» **Action item**
Every line below should be copied out exactly.

» **Material shown**
//! # workingdays
//!
//! Count the working days left in a month after a given date, skipping
//! weekends and the public holidays of a country and subdivision.
//!
//! This crate is a **façade** over the workspace crates and also hosts the
//! `workingdays` command-line tool.
//!
//! ## Quick start
//!
//! ```rust
//! use workingdays::calculate_working_days;
//!
//! // Friday 3 June 2022 is the Platinum Jubilee bank holiday.
//! let n = calculate_working_days("01/06/2022", "GB", "England").unwrap();
//! assert_eq!(n, 19);
//! ```

#![warn(missing_docs)]
#![forbid(unsafe_code)]

/// Error type and default settings.
pub use wd_core as core;

/// Dates, weekdays, months and Easter.
pub use wd_time as time;

/// Public holiday calendars.
pub use wd_holidays as holidays;

/// Working-day counting.
pub mod calculator;

/// Command-line front end.
pub mod cli;

/// Config file loading.
pub mod config;

pub use calculator::{calculate_working_days, count_after, WorkingDaysCalculator};
pub use wd_core::{Error, Result, Settings};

» **Exercise solution**
//! # workingdays
//!
//! Count the working days left in a month after a given date, skipping
//! weekends and the public holidays of a country and subdivision.
//!
//! This crate is a **façade** over the workspace crates and also hosts the
//! `workingdays` command-line tool.
//!
//! ## Quick start
//!
//! ```rust
//! use workingdays::calculate_working_days;
//!
//! // Friday 3 June 2022 is the Platinum Jubilee bank holiday.
//! let n = calculate_working_days("01/06/2022", "GB", "England").unwrap();
//! assert_eq!(n, 19);
//! ```

#![warn(missing_docs)]
#![forbid(unsafe_code)]

/// Error type and default settings.
pub use wd_core as core;

/// Dates, weekdays, months and Easter.
pub use wd_time as time;

/// Public holiday calendars.
pub use wd_holidays as holidays;

/// Working-day counting.
pub mod calculator;

/// Command-line front end.
pub mod cli;

/// Config file loading.
pub mod config;

pub use calculator::{calculate_working_days, count_after, WorkingDaysCalculator};
pub use wd_core::{Error, Result, Settings};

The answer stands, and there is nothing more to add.